2007年09月02日
未来を予測する技術(書評・感想)
未来を予測する技術 [ソフトバンク新書] (ソフトバンク新書 46)を読む。きっと黄色い新書史上ナンバー1だと思う本書。未来予想ではなく未来予測を真剣にしている人がいたとは・・・それをわが国が牽引しているとはたいへん喜ばしいことだ。
特に自分にとって幸運だったのはスーパーコンピューターを20万円で創る (集英社新書 395G)を読んでから本書を読むことができたこと。
スパコンなんてなじみのない分野でまず知ることができ、それが地球シミュレータというとてつもないものに生かされていること。
- はじめに
- 第一章 一つの技術が人間の生き方を大きく変える
- 第二章 人類の未来予測は"占い"から始まった
- 第三章 現代科学のパラダイム
- 第四章 現代科学の忘れ物
- 第五章 人間の弱点を補うコンピュータ
- 第六章 シミュレーション文化の胎動
- 第七章 未来を観る望遠鏡
- 第八章 シミュレーション文化の世紀
- 第九章 終章
誰にしもなんとなくでも自分の未来をぼんやりと予想することはある・・・
予想は「結果は予想(予期)したとおりだった」「予想(予期)に反して、不作だった」などの文脈では相通じて用いられる。◇「勝敗を予想する」「予想がはずれる」「旅行は予想を裏切るつまらないものだった」など、「予想」は前もって見当をつけること、また見当をつけた内容を意味し、広い範囲に用いられる。
しかし予測となるといかがだろう?
「予測」はなんらかの根拠に基づいて推測することで「景気の動向を予測する」「年金制度の将来を予測する」「株価予測」など数字的なものに基づく場合が多い。
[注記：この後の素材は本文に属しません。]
//! Domain models: migrations, environments and run reports

pub mod environment;
pub mod migration;
pub mod report;

pub use environment::{ConnectionDescriptor, Driver, Environment};
pub use migration::{Migration, MigrationId};
pub use report::{ApplicationResult, EnvironmentReport, Outcome, RunReport};
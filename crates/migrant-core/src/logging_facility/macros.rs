//! Canonical logging macros
//!
//! These macros provide a structured, consistent way to log operation
//! boundaries. Extra fields are passed straight through to `tracing`.

/// Log the start of an operation
///
/// # Example
///
/// ```
/// # use migrant_core::log_op_start;
/// log_op_start!("apply_environment");
/// log_op_start!("apply_environment", environment = "dev");
/// ```
#[macro_export]
macro_rules! log_op_start {
    ($op:expr) => {{
        tracing::info!(
            component = module_path!(),
            op = $op,
            event = $crate::schema::EVENT_START,
        );
    }};
    ($op:expr, $($field:tt)*) => {{
        tracing::info!(
            component = module_path!(),
            op = $op,
            event = $crate::schema::EVENT_START,
            $($field)*
        );
    }};
}

/// Log the successful end of an operation
///
/// # Example
///
/// ```
/// # use migrant_core::log_op_end;
/// log_op_end!("apply_environment", duration_ms = 42);
/// ```
#[macro_export]
macro_rules! log_op_end {
    ($op:expr, duration_ms = $duration:expr) => {{
        tracing::info!(
            component = module_path!(),
            op = $op,
            event = $crate::schema::EVENT_END,
            duration_ms = $duration,
        );
    }};
    ($op:expr, duration_ms = $duration:expr, $($field:tt)*) => {{
        tracing::info!(
            component = module_path!(),
            op = $op,
            event = $crate::schema::EVENT_END,
            duration_ms = $duration,
            $($field)*
        );
    }};
}

/// Log an operation error
///
/// # Example
///
/// ```
/// # use migrant_core::log_op_error;
/// # use migrant_core::errors::MigrantError;
/// let err = MigrantError::NoEnvironments;
/// log_op_error!("apply_run", err, duration_ms = 10);
/// ```
#[macro_export]
macro_rules! log_op_error {
    ($op:expr, $err:expr, duration_ms = $duration:expr) => {{
        let ex_err: $crate::errors::ExError = $err.into();
        tracing::error!(
            component = module_path!(),
            op = $op,
            event = $crate::schema::EVENT_END_ERROR,
            duration_ms = $duration,
            err.kind = ?ex_err.kind(),
            err.code = ex_err.code(),
            err.message = ex_err.message(),
        );
    }};
    ($op:expr, $err:expr, duration_ms = $duration:expr, $($field:tt)*) => {{
        let ex_err: $crate::errors::ExError = $err.into();
        tracing::error!(
            component = module_path!(),
            op = $op,
            event = $crate::schema::EVENT_END_ERROR,
            duration_ms = $duration,
            err.kind = ?ex_err.kind(),
            err.code = ex_err.code(),
            err.message = ex_err.message(),
            $($field)*
        );
    }};
}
人一人の人生を予測するだけでも相当数の変数(変わる内容)ってのがあるもんだ。それを地球の環境丸ごとコンピューターにぶち込んで予測しようというのはいかに壮大な計画であるか?それに本気で取り組んでいるのだからすごい。
しかも各種シミュレーションは私たちの生活の中で温暖化シミュレーション等としてすでに食い込んできているからすごい。
何より未来が一定の範囲で予測できるようになるということは未来を作ることができる可能性を示している。
未来を作るとは何か?大きな地震の起こるところの土地は買わないであろうし、豪雨で水のつかない場所を買うのが人間として成り行きの選択であろう。
つまり地球シミュレータが行おうとすることは私たちが行う行動にまで影響を与える可能性があるとおいうこと。
薄ぼんやりなんの根拠もなくする予想と、一定の範囲で根拠に基づく予測とは異なる。この予測する文化を筆者はほのめかす。
「未来予想図はほら 思ったとおりに 叶えられていく」
今のところすべてを一定の範囲で正確な予測をすることは難しいけれど、まあ近い将来 未来予測が一般的な分野でも出てくることだろう。
そんな気持ちにさせる本書は読んでいて薄ら寒さと鳥肌を禁じえない。
そのうちパソコンのスペックがあがり「あなた丸ごとシミュレータ」ができてくるかも知れない。予測ができればあなたの行動は変わるはずだ。つまり未来予測が導くものは行動の変容かも知れないのだ。
と→404 Blog Not Found 書評など参照で。
未来予測は未来を変えること・・・詳細はぜひ本書をとって確認して欲しい。おいらに限らずなじみのない人も多いだけにその感動は大きいと思う。